El mérito de la serie, si es que queremos encontrar alguno, radica en que nunca está muy claro quiénes son los buenos. Por la propia Mathison, uno puede sentir ternura, nunca simpatía. Miente, presiona, se salta las normas, buscando siempre su salvación personal más que otra cosa, sin importarle demasiado qué o a quién se tenga que llevar por delante. Los que están por encima de ella tampoco son mejores. Como sabe cualquier buen conocedor de los servicios secretos, el enemigo contra el que se combate es una mera excusa para acabar con el verdadero enemigo, a saber, el tipo que está sentado en el despacho de al lado.
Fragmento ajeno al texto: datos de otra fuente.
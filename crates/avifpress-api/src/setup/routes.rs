//! Route configuration and setup

use std::sync::Arc;

use avifpress_core::Config;
use axum::{
    extract::DefaultBodyLimit,
    http::{HeaderValue, Method},
    routing::{get, post},
    Router,
};
use tower_http::cors::{Any, CorsLayer};
use tower_http::limit::RequestBodyLimitLayer;
use tower_http::trace::TraceLayer;

use crate::handlers;
use crate::state::AppState;

pub fn build_router(config: &Config, state: Arc<AppState>) -> Result<Router, anyhow::Error> {
    let cors = setup_cors(config)?;

    let app = Router::new()
        .route("/health", get(handlers::health::health))
        .route(
            "/api/analyze-downloads",
            post(handlers::analyze::analyze_downloads),
        )
        .route("/api/analyze-folder", post(handlers::analyze::analyze_folder))
        .route("/api/upload", post(handlers::analyze::upload))
        .route(
            "/api/convert-uploaded",
            post(handlers::convert::convert_uploaded),
        )
        .route("/api/convert-to-avif", post(handlers::convert::convert_paths))
        .route(
            "/api/download/{session_id}/{filename}",
            get(handlers::download::download_image),
        )
        .route(
            "/api/download-zip/{session_id}",
            get(handlers::download::download_zip),
        )
        .layer(DefaultBodyLimit::max(config.max_upload_bytes))
        .layer(RequestBodyLimitLayer::new(config.max_upload_bytes))
        .layer(cors)
        .layer(TraceLayer::new_for_http())
        .with_state(state);

    Ok(app)
}

fn setup_cors(config: &Config) -> Result<CorsLayer, anyhow::Error> {
    let cors = if config.cors_origins.contains(&"*".to_string()) {
        tracing::warn!("CORS configured to allow all origins - not recommended for production");
        CorsLayer::new()
            .allow_origin(Any)
            .allow_methods([Method::GET, Method::POST, Method::OPTIONS])
            .allow_headers(Any)
    } else {
        let origins: Result<Vec<HeaderValue>, _> =
            config.cors_origins.iter().map(|o| o.parse()).collect();

        CorsLayer::new()
            .allow_origin(origins.unwrap_or_default())
            .allow_methods([Method::GET, Method::POST, Method::OPTIONS])
            .allow_headers(Any)
    };
    Ok(cors)
}
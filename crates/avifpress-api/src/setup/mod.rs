pub mod routes;
pub mod server;

use std::sync::Arc;
use std::time::Duration;

use avifpress_core::Config;
use avifpress_services::SweeperHandle;
use axum::Router;

use crate::state::AppState;

/// Build the shared state, start the session sweeper, and assemble the
/// router. The sweeper stops when the returned handle is dropped.
pub fn initialize_app(config: Config) -> Result<(Arc<AppState>, Router, SweeperHandle), anyhow::Error> {
    let state = AppState::new(config);
    let sweeper = state
        .sessions
        .start_sweeper(Duration::from_secs(state.config.sweep_interval_secs));
    let router = routes::build_router(&state.config, state.clone())?;
    Ok((state, router, sweeper))
}
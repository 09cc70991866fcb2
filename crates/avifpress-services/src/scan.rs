//! Folder scanning for the analyze endpoints
//!
//! Lists image files under a directory (optionally recursive), with a
//! modification-time filter. Unreadable subdirectories and files are skipped
//! rather than failing the whole scan.

use std::path::{Path, PathBuf};

use avifpress_core::{format_bytes, AppError};
use chrono::{DateTime, Local, Utc};
use serde::{Deserialize, Serialize};

/// One file found by a scan.
#[derive(Debug, Clone, Serialize)]
#[serde(rename_all = "camelCase")]
pub struct ScannedFile {
    pub name: String,
    pub path: String,
    pub size: u64,
    pub size_formatted: String,
    pub modified: DateTime<Utc>,
}

/// Period selector as it appears in request bodies: either a named window
/// ("today", "24h", "48h", "72h") or an explicit start/end range.
#[derive(Debug, Clone, Deserialize)]
#[serde(untagged)]
pub enum PeriodParam {
    Named(String),
    Range {
        start: DateTime<Utc>,
        end: DateTime<Utc>,
    },
}

/// Resolved modification-time filter.
#[derive(Debug, Clone, Copy, PartialEq, Eq)]
pub enum DatePeriod {
    All,
    /// Since local midnight.
    Today,
    LastHours(i64),
    Between(DateTime<Utc>, DateTime<Utc>),
}

impl DatePeriod {
    /// Unknown named periods fall back to no filter, matching how absent
    /// parameters behave.
    pub fn resolve(param: Option<PeriodParam>) -> Self {
        match param {
            None => DatePeriod::All,
            Some(PeriodParam::Range { start, end }) => DatePeriod::Between(start, end),
            Some(PeriodParam::Named(name)) => match name.as_str() {
                "today" => DatePeriod::Today,
                "24h" => DatePeriod::LastHours(24),
                "48h" => DatePeriod::LastHours(48),
                "72h" => DatePeriod::LastHours(72),
                _ => DatePeriod::All,
            },
        }
    }

    pub fn matches(&self, modified: DateTime<Utc>, now: DateTime<Utc>) -> bool {
        match *self {
            DatePeriod::All => true,
            DatePeriod::Today => {
                modified.with_timezone(&Local).date_naive()
                    == now.with_timezone(&Local).date_naive()
                    && modified <= now
            }
            DatePeriod::LastHours(hours) => {
                now.signed_duration_since(modified) <= chrono::Duration::hours(hours)
            }
            DatePeriod::Between(start, end) => modified >= start && modified <= end,
        }
    }
}

/// Map requested format names to file extensions. An empty or unrecognized
/// selection means every common raster format except AVIF itself.
pub fn extensions_for(formats: &[String]) -> Vec<&'static str> {
    let mut extensions = Vec::new();
    for format in formats {
        match format.as_str() {
            "jpg" | "jpeg" => extensions.extend(["jpg", "jpeg"]),
            "png" => extensions.push("png"),
            "gif" => extensions.push("gif"),
            "webp" => extensions.push("webp"),
            "bmp" => extensions.push("bmp"),
            "tiff" | "tif" => extensions.extend(["tiff", "tif"]),
            "avif" => extensions.push("avif"),
            other => tracing::debug!(format = %other, "Ignoring unknown format"),
        }
    }
    if extensions.is_empty() {
        extensions = vec!["jpg", "jpeg", "png", "gif", "webp", "bmp", "tiff", "tif"];
    }
    extensions
}

/// Scan `root` for files with one of the given extensions. The root must be
/// an absolute path to an existing directory.
pub async fn scan_directory(
    root: &Path,
    extensions: &[&str],
    recursive: bool,
) -> Result<Vec<ScannedFile>, AppError> {
    if !root.is_absolute() {
        return Err(AppError::InvalidInput(format!(
            "Folder path must be absolute: {}",
            root.display()
        )));
    }
    let meta = tokio::fs::metadata(root)
        .await
        .map_err(|_| AppError::NotFound(format!("Folder not found: {}", root.display())))?;
    if !meta.is_dir() {
        return Err(AppError::InvalidInput(format!(
            "Not a directory: {}",
            root.display()
        )));
    }

    let mut files = Vec::new();
    let mut pending: Vec<PathBuf> = vec![root.to_path_buf()];

    while let Some(dir) = pending.pop() {
        let mut entries = match tokio::fs::read_dir(&dir).await {
            Ok(entries) => entries,
            Err(e) => {
                tracing::warn!(dir = %dir.display(), error = %e, "Skipping unreadable directory");
                continue;
            }
        };

        loop {
            let entry = match entries.next_entry().await {
                Ok(Some(entry)) => entry,
                Ok(None) => break,
                Err(e) => {
                    tracing::warn!(dir = %dir.display(), error = %e, "Directory read interrupted");
                    break;
                }
            };
            let path = entry.path();
            let file_type = match entry.file_type().await {
                Ok(t) => t,
                Err(_) => continue,
            };

            if file_type.is_dir() {
                if recursive {
                    pending.push(path);
                }
                continue;
            }
            if !file_type.is_file() || !has_extension(&path, extensions) {
                continue;
            }

            match entry.metadata().await {
                Ok(meta) => {
                    let modified = meta
                        .modified()
                        .map(DateTime::<Utc>::from)
                        .unwrap_or_else(|_| Utc::now());
                    files.push(ScannedFile {
                        name: path
                            .file_name()
                            .map(|n| n.to_string_lossy().into_owned())
                            .unwrap_or_default(),
                        path: path.to_string_lossy().into_owned(),
                        size: meta.len(),
                        size_formatted: format_bytes(meta.len()),
                        modified,
                    });
                }
                Err(e) => {
                    tracing::warn!(path = %path.display(), error = %e, "Skipping unreadable file");
                }
            }
        }
    }

    // Newest first
    files.sort_by(|a, b| b.modified.cmp(&a.modified));
    Ok(files)
}

/// Keep only files whose modification time falls inside the period.
pub fn filter_by_period(
    mut files: Vec<ScannedFile>,
    period: &DatePeriod,
    now: DateTime<Utc>,
) -> Vec<ScannedFile> {
    files.retain(|f| period.matches(f.modified, now));
    files
}

fn has_extension(path: &Path, extensions: &[&str]) -> bool {
    path.extension()
        .and_then(|e| e.to_str())
        .map(|e| e.to_ascii_lowercase())
        .is_some_and(|e| extensions.contains(&e.as_str()))
}
//! Image probe - dimensions, color layout, and alpha presence
//!
//! Decodes just enough to report what the pipeline and the analyze endpoints
//! need; the decoded buffer is dropped immediately.

use std::io::Cursor;
use std::path::Path;

use avifpress_core::{format_bytes, AppError};
use image::{GenericImageView, ImageReader};
use serde::Serialize;

/// Probed attributes of a source image.
#[derive(Debug, Clone, Serialize)]
#[serde(rename_all = "camelCase")]
pub struct ImageProbe {
    pub format: String,
    pub width: u32,
    pub height: u32,
    pub channels: u8,
    pub has_alpha: bool,
    pub size: u64,
    pub size_formatted: String,
}

/// Probe encoded image bytes.
pub fn probe(data: &[u8]) -> Result<ImageProbe, AppError> {
    let reader = ImageReader::new(Cursor::new(data)).with_guessed_format()?;
    let format = reader
        .format()
        .map(|f| format!("{:?}", f).to_lowercase())
        .unwrap_or_else(|| "unknown".to_string());
    let img = reader
        .decode()
        .map_err(|e| AppError::ImageDecode(e.to_string()))?;

    let (width, height) = img.dimensions();
    let color = img.color();

    Ok(ImageProbe {
        format,
        width,
        height,
        channels: color.channel_count(),
        has_alpha: color.has_alpha(),
        size: data.len() as u64,
        size_formatted: format_bytes(data.len() as u64),
    })
}

/// Probe an image on disk.
pub async fn probe_file(path: impl AsRef<Path>) -> Result<ImageProbe, AppError> {
    let data = tokio::fs::read(path.as_ref()).await?;
    probe(&data)
}
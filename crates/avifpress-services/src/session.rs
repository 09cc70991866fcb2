//! In-memory session store
//!
//! A session groups the artifacts of one conversion batch under a random id
//! so clients can fetch individual files or the whole archive afterwards.
//! Sessions are held entirely in memory and evicted by a background sweeper
//! once their retention window passes.

use std::collections::{HashMap, HashSet};
use std::sync::{Arc, Mutex};
use std::time::Duration;

use avifpress_core::SessionArtifact;
use tokio::time::{interval, Instant, MissedTickBehavior};

struct Session {
    artifacts: Vec<SessionArtifact>,
    created_at: Instant,
}

/// Shared handle to the session map. Cloning is cheap; all clones see the
/// same sessions.
#[derive(Clone)]
pub struct SessionStore {
    inner: Arc<Mutex<HashMap<String, Session>>>,
    retention: Duration,
}

impl SessionStore {
    pub fn new(retention: Duration) -> Self {
        Self {
            inner: Arc::new(Mutex::new(HashMap::new())),
            retention,
        }
    }

    /// Register a batch of artifacts under a fresh session id. Duplicate
    /// filenames within the batch get a numeric suffix so every artifact
    /// stays addressable.
    pub fn create(&self, artifacts: Vec<SessionArtifact>) -> String {
        let session_id = uuid::Uuid::new_v4().to_string();

        let mut taken: HashSet<String> = HashSet::with_capacity(artifacts.len());
        let artifacts: Vec<SessionArtifact> = artifacts
            .into_iter()
            .map(|mut artifact| {
                artifact.filename = disambiguate(&artifact.filename, &taken);
                taken.insert(artifact.filename.clone());
                artifact
            })
            .collect();

        tracing::info!(
            session_id = %session_id,
            artifacts = artifacts.len(),
            "Session created"
        );

        let mut sessions = self.inner.lock().unwrap();
        sessions.insert(
            session_id.clone(),
            Session {
                artifacts,
                created_at: Instant::now(),
            },
        );
        session_id
    }

    /// Look up a single artifact by session id and final filename.
    pub fn artifact(&self, session_id: &str, filename: &str) -> Option<SessionArtifact> {
        let sessions = self.inner.lock().unwrap();
        sessions
            .get(session_id)?
            .artifacts
            .iter()
            .find(|a| a.filename == filename)
            .cloned()
    }

    /// All artifacts of a session, in conversion order.
    pub fn artifacts(&self, session_id: &str) -> Option<Vec<SessionArtifact>> {
        let sessions = self.inner.lock().unwrap();
        sessions.get(session_id).map(|s| s.artifacts.clone())
    }

    pub fn contains(&self, session_id: &str) -> bool {
        self.inner.lock().unwrap().contains_key(session_id)
    }

    pub fn len(&self) -> usize {
        self.inner.lock().unwrap().len()
    }

    pub fn is_empty(&self) -> bool {
        self.len() == 0
    }

    /// Drop every session older than the retention window. Returns how many
    /// were removed. Removal is atomic per session: a concurrent lookup either
    /// sees the whole session or nothing.
    pub fn sweep_once(&self) -> usize {
        let now = Instant::now();
        let mut sessions = self.inner.lock().unwrap();
        let before = sessions.len();
        sessions.retain(|id, session| {
            let keep = now.duration_since(session.created_at) < self.retention;
            if !keep {
                tracing::info!(session_id = %id, "Evicting expired session");
            }
            keep
        });
        before - sessions.len()
    }

    /// Spawn the periodic eviction task. The task stops when the returned
    /// handle is dropped or `stop` is called.
    pub fn start_sweeper(&self, sweep_interval: Duration) -> SweeperHandle {
        let store = self.clone();
        let handle = tokio::spawn(async move {
            let mut tick = interval(sweep_interval);
            tick.set_missed_tick_behavior(MissedTickBehavior::Delay);
            // The first tick fires immediately; skip it so a fresh store is
            // not swept at startup.
            tick.tick().await;

            loop {
                tick.tick().await;
                let removed = store.sweep_once();
                if removed > 0 {
                    tracing::info!(removed, remaining = store.len(), "Session sweep completed");
                }
            }
        });
        SweeperHandle { handle }
    }
}

/// Aborts the sweeper task on drop.
pub struct SweeperHandle {
    handle: tokio::task::JoinHandle<()>,
}

impl SweeperHandle {
    pub fn stop(self) {
        self.handle.abort();
    }
}

impl Drop for SweeperHandle {
    fn drop(&mut self) {
        self.handle.abort();
    }
}

/// Append `-1`, `-2`, ... before the extension until the name is free.
fn disambiguate(filename: &str, taken: &HashSet<String>) -> String {
    if !taken.contains(filename) {
        return filename.to_string();
    }

    let (stem, ext) = match filename.rsplit_once('.') {
        Some((stem, ext)) if !stem.is_empty() => (stem, Some(ext)),
        _ => (filename, None),
    };

    for n in 1.. {
        let candidate = match ext {
            Some(ext) => format!("{}-{}.{}", stem, n, ext),
            None => format!("{}-{}", stem, n),
        };
        if !taken.contains(&candidate) {
            return candidate;
        }
    }
    unreachable!()
}
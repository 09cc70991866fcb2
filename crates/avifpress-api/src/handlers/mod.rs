pub mod analyze;
pub mod convert;
pub mod download;
pub mod health;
De hecho, la parte central de cada capítulo de Homeland son los tiras y aflojas entre Mathison y sus inmediatos superiores. Y es que los servicios secretos son un caldo de cultivo perfecto para las rencillas personales, las envidias y los odios entre sus miembros. En el caso de la CIA, hay dos factores que contribuyen a multiplicar exponencialmente este clima de guerra de todos contra todos. El primero de ellos es la complejidad de este mastodonte que, de tanto abarcar, rara vez ha sido capaz de imponer una cierta coherencia a sus acciones en teatros diferentes. El segundo consiste en ser una de esas curiosas agencias de espionaje que proporciona candidatos a cubrir los altos cargos políticos, costumbre ésta típica de las dictaduras y que hace de dos de las grandes potencias nucleares, democracias bajo sospecha.